该研究也有一定的局限性。首先,HPD最初是在混合肿瘤人群或头颈部鳞状细胞癌患者中进行评估,而该研究仅包括NSCLC患者,有必要对具有不同特征的、更多患者进行研究。其次,一般情况下,因为需要在治疗前进行两次影像学检查,HPD的特征仍难于确定。而且,HPD的所有定义都是基于遵循RECIST 1.1标准进行靶病灶的测量,因此不能解释非靶病灶的明确进展或新发病灶。

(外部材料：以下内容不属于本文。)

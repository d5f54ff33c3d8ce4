//! Status vocabulary shared by the MariaDBCluster CRD and the controller

use schemars::JsonSchema;
use serde::{Deserialize, Serialize};

/// Top-level lifecycle phase of a MariaDBCluster
///
/// Bootstrap phases only move forward. Once `Operational` is reached the
/// cluster cycles between `Operational` and `Recovery` for its lifetime.
#[derive(Clone, Copy, Debug, Default, Deserialize, Serialize, JsonSchema, PartialEq, Eq, Hash)]
pub enum ClusterPhase {
    /// Freshly created, nothing observed yet
    #[default]
    #[serde(rename = "")]
    New,
    /// Pre-provisioning checks
    PreFlight,
    /// First node started with a new cluster (`--wsrep-new-cluster`)
    BootstrapFirst,
    /// First node restarted without the new-cluster flag
    BootstrapFirstRestart,
    /// Second node joining
    BootstrapSecond,
    /// Third node joining
    BootstrapThird,
    /// Cluster formed; readiness is monitored
    Operational,
    /// Primary component lost; re-seeding from the most advanced replica
    Recovery,
}

impl ClusterPhase {
    /// String form as stored in the resource status
    pub fn as_str(&self) -> &'static str {
        match self {
            Self::New => "",
            Self::PreFlight => "PreFlight",
            Self::BootstrapFirst => "BootstrapFirst",
            Self::BootstrapFirstRestart => "BootstrapFirstRestart",
            Self::BootstrapSecond => "BootstrapSecond",
            Self::BootstrapThird => "BootstrapThird",
            Self::Operational => "Operational",
            Self::Recovery => "Recovery",
        }
    }

    /// The only phase this one may advance to, if any
    ///
    /// `Operational` and `Recovery` point at each other; every bootstrap
    /// phase has exactly one successor so no phase can be skipped.
    pub fn successor(&self) -> ClusterPhase {
        match self {
            Self::New => Self::PreFlight,
            Self::PreFlight => Self::BootstrapFirst,
            Self::BootstrapFirst => Self::BootstrapFirstRestart,
            Self::BootstrapFirstRestart => Self::BootstrapSecond,
            Self::BootstrapSecond => Self::BootstrapThird,
            Self::BootstrapThird => Self::Operational,
            Self::Operational => Self::Recovery,
            Self::Recovery => Self::Operational,
        }
    }

    /// Whether moving from `self` to `next` follows the transition graph.
    ///
    /// Staying in the same phase is always allowed.
    pub fn can_transition_to(&self, next: ClusterPhase) -> bool {
        *self == next || self.successor() == next
    }

    /// True for the phases that sequence the initial cluster formation
    pub fn is_bootstrapping(&self) -> bool {
        matches!(
            self,
            Self::BootstrapFirst
                | Self::BootstrapFirstRestart
                | Self::BootstrapSecond
                | Self::BootstrapThird
        )
    }
}

impl std::fmt::Display for ClusterPhase {
    fn fmt(&self, f: &mut std::fmt::Formatter<'_>) -> std::fmt::Result {
        match self {
            Self::New => write!(f, "<new>"),
            other => write!(f, "{}", other.as_str()),
        }
    }
}

/// Secondary qualifier within a phase
#[derive(Clone, Copy, Debug, Default, Deserialize, Serialize, JsonSchema, PartialEq, Eq, Hash)]
pub enum ClusterStage {
    /// No qualifier
    #[default]
    #[serde(rename = "")]
    None,
    /// Operational and every replica is ready
    Synced,
    /// Operational again after recovery; a full sync pass is still pending
    Degraded,
    /// Recovery: the bootstrap replica formed a new primary component
    PrimaryRecovered,
    /// Recovery: a replica reported an unusable sequence number
    InvalidReport,
}

impl ClusterStage {
    /// String form as stored in the resource status
    pub fn as_str(&self) -> &'static str {
        match self {
            Self::None => "",
            Self::Synced => "Synced",
            Self::Degraded => "Degraded",
            Self::PrimaryRecovered => "PrimaryRecovered",
            Self::InvalidReport => "InvalidReport",
        }
    }
}

impl std::fmt::Display for ClusterStage {
    fn fmt(&self, f: &mut std::fmt::Formatter<'_>) -> std::fmt::Result {
        match self {
            Self::None => write!(f, "<none>"),
            other => write!(f, "{}", other.as_str()),
        }
    }
}

/// Galera replication state as written to `grastate.dat`
#[derive(Clone, Debug, Default, Deserialize, Serialize, JsonSchema, PartialEq, Eq)]
#[serde(rename_all = "camelCase")]
pub struct GraState {
    /// Last committed sequence number; `-1` when unknown
    #[serde(rename = "seqno")]
    pub seq_no: i64,

    /// Cluster state UUID
    #[serde(default, skip_serializing_if = "Option::is_none")]
    pub uuid: Option<String>,

    /// Whether the node considers itself safe to bootstrap from
    #[serde(default, skip_serializing_if = "Option::is_none")]
    pub safe_to_bootstrap: Option<bool>,
}

/// A replica's self-report during recovery
#[derive(Clone, Debug, Default, Deserialize, Serialize, JsonSchema, PartialEq, Eq)]
#[serde(rename_all = "camelCase")]
pub struct PodCondition {
    /// Pod hostname of the reporting replica
    pub hostname: String,

    /// Replication position of the replica
    #[serde(rename = "graState")]
    pub gra_state: GraState,
}

impl PodCondition {
    /// Convenience constructor
    pub fn new(hostname: impl Into<String>, seq_no: i64) -> Self {
        Self {
            hostname: hostname.into(),
            gra_state: GraState {
                seq_no,
                ..Default::default()
            },
        }
    }

    /// The reported sequence number
    pub fn seq_no(&self) -> i64 {
        self.gra_state.seq_no
    }
}

/// Where the recovery sub-machine currently stands.
///
/// Derived from `stage` and `bootstrap_from`; a designated bootstrap source
/// always takes precedence over the stage.
#[derive(Clone, Copy, Debug, PartialEq, Eq)]
pub enum RecoveryStep<'a> {
    /// Waiting for every replica to report, then picking a source
    Selecting,
    /// A source was picked; waiting for it to become ready
    Verifying {
        /// Hostname of the designated replica
        bootstrap_from: &'a str,
    },
    /// The source is primary; waiting for the rest to rejoin
    Reforming,
}
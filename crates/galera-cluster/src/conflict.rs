//! Name collisions with resources the controller does not own.
//!
//! Before the first node is provisioned, look for a StatefulSet or ConfigMap
//! that already carries the cluster's name. Objects this cluster owns are
//! not conflicts.

use galera_common::crd::MariaDBCluster;
use galera_common::Result;
use kube::{Resource, ResourceExt};

use crate::cache::ClusterCache;

/// Resource kinds found under the cluster's name
#[derive(Clone, Debug, Default, PartialEq, Eq)]
pub struct ConflictReport {
    /// Conflicting kinds, in check order
    pub kinds: Vec<&'static str>,
}

impl ConflictReport {
    /// No conflicting resource was found
    pub fn is_clear(&self) -> bool {
        self.kinds.is_empty()
    }
}

impl std::fmt::Display for ConflictReport {
    fn fmt(&self, f: &mut std::fmt::Formatter<'_>) -> std::fmt::Result {
        write!(f, "{}", self.kinds.join(", "))
    }
}

fn owned_by<K: Resource>(obj: &K, cluster: &MariaDBCluster) -> bool {
    let Some(uid) = cluster.uid() else {
        return false;
    };
    obj.owner_references().iter().any(|o| o.uid == uid)
}

/// Check every kind that would collide with the cluster's name.
pub fn check_conflicts(cache: &dyn ClusterCache, cluster: &MariaDBCluster) -> Result<ConflictReport> {
    let namespace = cluster.namespace().unwrap_or_default();
    let name = cluster.name_any();
    let mut report = ConflictReport::default();

    if let Some(sts) = cache.get_stateful_set(&namespace, &name)? {
        if !owned_by(&sts, cluster) {
            report.kinds.push("StatefulSet");
        }
    }
    if let Some(cm) = cache.get_config_map(&namespace, &name)? {
        if !owned_by(&cm, cluster) {
            report.kinds.push("ConfigMap");
        }
    }

    Ok(report)
}
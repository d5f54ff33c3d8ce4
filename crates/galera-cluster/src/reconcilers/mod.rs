//! Dependent resources of a MariaDBCluster.
//!
//! Each managed object is described by a pure builder that turns the cluster
//! into the desired object, and applied with server-side apply under the
//! operator's field manager. The set runs after every state-machine pass in
//! a fixed order; applying an already converged object is a no-op on the
//! server.

mod rbac;
mod services;
mod snapshot;
mod workload;

pub use rbac::{build_role, build_role_binding, build_service_account};
pub use services::{build_proxy_service, build_server_service};
pub use snapshot::build_snapshot_claim;
pub use workload::{build_stateful_set, replicas_for_phase};

use std::fmt::Debug;
use std::marker::PhantomData;
use std::sync::Arc;

use async_trait::async_trait;
use k8s_openapi::api::apps::v1::StatefulSet;
use k8s_openapi::api::core::v1::{PersistentVolumeClaim, Service, ServiceAccount};
use k8s_openapi::api::rbac::v1::{Role, RoleBinding};
use k8s_openapi::NamespaceResourceScope;
use kube::api::{ObjectMeta, Patch, PatchParams};
use kube::{Api, Client, Resource, ResourceExt};
use serde::de::DeserializeOwned;
use serde::Serialize;
use tracing::{debug, warn};

#[cfg(test)]
use mockall::automock;

use galera_common::crd::MariaDBCluster;
use galera_common::{Result, FIELD_MANAGER};

/// Brings one managed resource in line with the cluster
#[cfg_attr(test, automock)]
#[async_trait]
pub trait DependentReconciler: Send + Sync {
    /// Kind of the managed resource, for logs
    fn kind(&self) -> &'static str;

    /// Idempotently ensure the resource matches `cluster`
    async fn reconcile(&self, cluster: &MariaDBCluster) -> Result<()>;
}

/// Builds the desired object for a cluster; `None` when the cluster
/// does not want one.
pub type Builder<K> = fn(&MariaDBCluster) -> Option<K>;

/// Server-side applies whatever its builder produces.
pub struct ApplyReconciler<K> {
    client: Client,
    kind: &'static str,
    build: Builder<K>,
    _kind: PhantomData<fn() -> K>,
}

impl<K> ApplyReconciler<K> {
    /// Reconciler for `kind` built by `build`
    pub fn new(client: Client, kind: &'static str, build: Builder<K>) -> Self {
        Self {
            client,
            kind,
            build,
            _kind: PhantomData,
        }
    }
}

#[async_trait]
impl<K> DependentReconciler for ApplyReconciler<K>
where
    K: Resource<Scope = NamespaceResourceScope, DynamicType = ()>
        + Clone
        + Debug
        + Serialize
        + DeserializeOwned
        + Send
        + Sync
        + 'static,
{
    fn kind(&self) -> &'static str {
        self.kind
    }

    async fn reconcile(&self, cluster: &MariaDBCluster) -> Result<()> {
        let Some(desired) = (self.build)(cluster) else {
            return Ok(());
        };
        let namespace = cluster.namespace().unwrap_or_default();
        let name = desired.name_any();
        let api: Api<K> = Api::namespaced(self.client.clone(), &namespace);
        api.patch(
            &name,
            &PatchParams::apply(FIELD_MANAGER).force(),
            &Patch::Apply(&desired),
        )
        .await?;
        debug!(kind = self.kind, namespace = %namespace, name = %name, "applied");
        Ok(())
    }
}

/// The dependent reconcilers, in the order they run
#[derive(Clone)]
pub struct Reconcilers {
    ordered: Vec<Arc<dyn DependentReconciler>>,
}

impl Reconcilers {
    /// Run `ordered` in the given order
    pub fn new(ordered: Vec<Arc<dyn DependentReconciler>>) -> Self {
        Self { ordered }
    }

    /// The full set: snapshot claim, service account, role, role binding,
    /// server StatefulSet, server service, proxy service.
    pub fn standard(client: Client) -> Self {
        Self::new(vec![
            Arc::new(ApplyReconciler::<PersistentVolumeClaim>::new(
                client.clone(),
                "PersistentVolumeClaim",
                build_snapshot_claim,
            )),
            Arc::new(ApplyReconciler::<ServiceAccount>::new(
                client.clone(),
                "ServiceAccount",
                build_service_account,
            )),
            Arc::new(ApplyReconciler::<Role>::new(client.clone(), "Role", build_role)),
            Arc::new(ApplyReconciler::<RoleBinding>::new(
                client.clone(),
                "RoleBinding",
                build_role_binding,
            )),
            Arc::new(ApplyReconciler::<StatefulSet>::new(
                client.clone(),
                "StatefulSet",
                build_stateful_set,
            )),
            Arc::new(ApplyReconciler::<Service>::new(
                client.clone(),
                "Service",
                build_server_service,
            )),
            Arc::new(ApplyReconciler::<Service>::new(
                client,
                "Service",
                build_proxy_service,
            )),
        ])
    }

    /// Kinds in run order
    pub fn kinds(&self) -> Vec<&'static str> {
        self.ordered.iter().map(|r| r.kind()).collect()
    }

    /// Run every reconciler; a failure does not stop the ones after it.
    ///
    /// Returns the first error once all have run.
    pub async fn reconcile_all(&self, cluster: &MariaDBCluster) -> Result<()> {
        let mut first_error = None;
        for reconciler in &self.ordered {
            if let Err(e) = reconciler.reconcile(cluster).await {
                warn!(
                    cluster = %cluster.queue_key(),
                    kind = reconciler.kind(),
                    error = %e,
                    "dependent reconcile failed"
                );
                first_error.get_or_insert(e);
            }
        }
        match first_error {
            Some(e) => Err(e),
            None => Ok(()),
        }
    }
}

/// Metadata shared by every managed object of `component`
pub(crate) fn managed_meta(cluster: &MariaDBCluster, name: String, component: &str) -> ObjectMeta {
    ObjectMeta {
        name: Some(name),
        namespace: cluster.namespace(),
        labels: Some(cluster.labels(component)),
        owner_references: cluster.owner_reference().map(|o| vec![o]),
        ..Default::default()
    }
}
//! Error types for the Galera operator
//!
//! Errors carry enough context (cluster key, resource kind) to be useful in
//! logs, and classify themselves as retryable or not so the sync loop can
//! decide between a backoff re-enqueue and dropping the work item.

use thiserror::Error;

/// Default context value when no specific context is available
pub const UNKNOWN_CONTEXT: &str = "unknown";

/// Main error type for Galera operator operations
#[derive(Debug, Error)]
pub enum Error {
    /// Kubernetes API error
    #[error("kubernetes error: {source}")]
    Kube {
        /// The underlying kube-rs error
        #[from]
        source: kube::Error,
    },

    /// A work queue item that is not a valid `namespace/name` key
    #[error("invalid resource key: {key:?}")]
    InvalidKey {
        /// The offending key
        key: String,
    },

    /// A dependent resource the state machine needs is not visible (yet)
    #[error("{kind} {name} not found")]
    NotFound {
        /// Resource kind (e.g. "Pod")
        kind: String,
        /// `namespace/name` of the missing resource
        name: String,
    },

    /// Optimistic concurrency failure while writing status
    #[error("write conflict for {cluster}: {message}")]
    Conflict {
        /// Cluster key the write targeted
        cluster: String,
        /// What diverged
        message: String,
    },

    /// Validation error for CRD specs or state transitions
    #[error("validation error for {cluster}: {message}")]
    Validation {
        /// Cluster key with the invalid configuration
        cluster: String,
        /// Description of what's invalid
        message: String,
    },

    /// Serialization/deserialization error
    #[error("serialization error: {message}")]
    Serialization {
        /// Description of what failed
        message: String,
    },

    /// Internal/operational error
    #[error("internal error [{context}]: {message}")]
    Internal {
        /// Where the error occurred (e.g. "queue", "patch", "reconciler")
        context: String,
        /// Description of what failed
        message: String,
    },
}

impl Error {
    /// Create an invalid-key error
    pub fn invalid_key(key: impl Into<String>) -> Self {
        Self::InvalidKey { key: key.into() }
    }

    /// Create a not-found error for a dependent resource
    pub fn not_found(kind: impl Into<String>, name: impl Into<String>) -> Self {
        Self::NotFound {
            kind: kind.into(),
            name: name.into(),
        }
    }

    /// Create a write-conflict error
    pub fn conflict(cluster: impl Into<String>, msg: impl Into<String>) -> Self {
        Self::Conflict {
            cluster: cluster.into(),
            message: msg.into(),
        }
    }

    /// Create a validation error without cluster context
    pub fn validation(msg: impl Into<String>) -> Self {
        Self::Validation {
            cluster: UNKNOWN_CONTEXT.to_string(),
            message: msg.into(),
        }
    }

    /// Create a validation error with cluster context
    pub fn validation_for(cluster: impl Into<String>, msg: impl Into<String>) -> Self {
        Self::Validation {
            cluster: cluster.into(),
            message: msg.into(),
        }
    }

    /// Create a serialization error
    pub fn serialization(msg: impl Into<String>) -> Self {
        Self::Serialization {
            message: msg.into(),
        }
    }

    /// Create an internal error without specific context
    pub fn internal(msg: impl Into<String>) -> Self {
        Self::Internal {
            context: UNKNOWN_CONTEXT.to_string(),
            message: msg.into(),
        }
    }

    /// Create an internal error with context
    pub fn internal_with_context(context: impl Into<String>, msg: impl Into<String>) -> Self {
        Self::Internal {
            context: context.into(),
            message: msg.into(),
        }
    }

    /// Check if this error is retryable
    ///
    /// Transient API failures, write conflicts and not-yet-visible dependent
    /// resources are retried with backoff. Malformed keys, validation and
    /// serialization failures need a code or config fix and are dropped.
    pub fn is_retryable(&self) -> bool {
        match self {
            Error::Kube { source } => match source {
                kube::Error::Api(ae) if ae.code == 409 => true,
                kube::Error::Api(ae) => !(400..500).contains(&ae.code),
                _ => true,
            },
            Error::InvalidKey { .. } => false,
            Error::NotFound { .. } => true,
            Error::Conflict { .. } => true,
            Error::Validation { .. } => false,
            Error::Serialization { .. } => false,
            Error::Internal { .. } => true,
        }
    }

    /// Check if this is a Kubernetes 404
    pub fn is_not_found(&self) -> bool {
        match self {
            Error::Kube {
                source: kube::Error::Api(ae),
            } => ae.code == 404,
            Error::NotFound { .. } => true,
            _ => false,
        }
    }

    /// Get the cluster key if this error is associated with a specific cluster
    pub fn cluster(&self) -> Option<&str> {
        match self {
            Error::Conflict { cluster, .. } | Error::Validation { cluster, .. } => Some(cluster),
            _ => None,
        }
    }
}

impl From<serde_json::Error> for Error {
    fn from(e: serde_json::Error) -> Self {
        Self::serialization(e.to_string())
    }
}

这种偏倚以及在治疗后进行必要的影像学检查之前死亡的患者被人为的排除,使得无法将死亡与HPD相关联,可能导致对HPD现象的低估。

参考文献
Kas B, Talbot H, Ferrara R, et al. Clarification of Definitions of Hyperprogressive Disease During Immunotherapy for Non-Small Cell Lung Cancer. JAMA oncology;2020 Jun 11.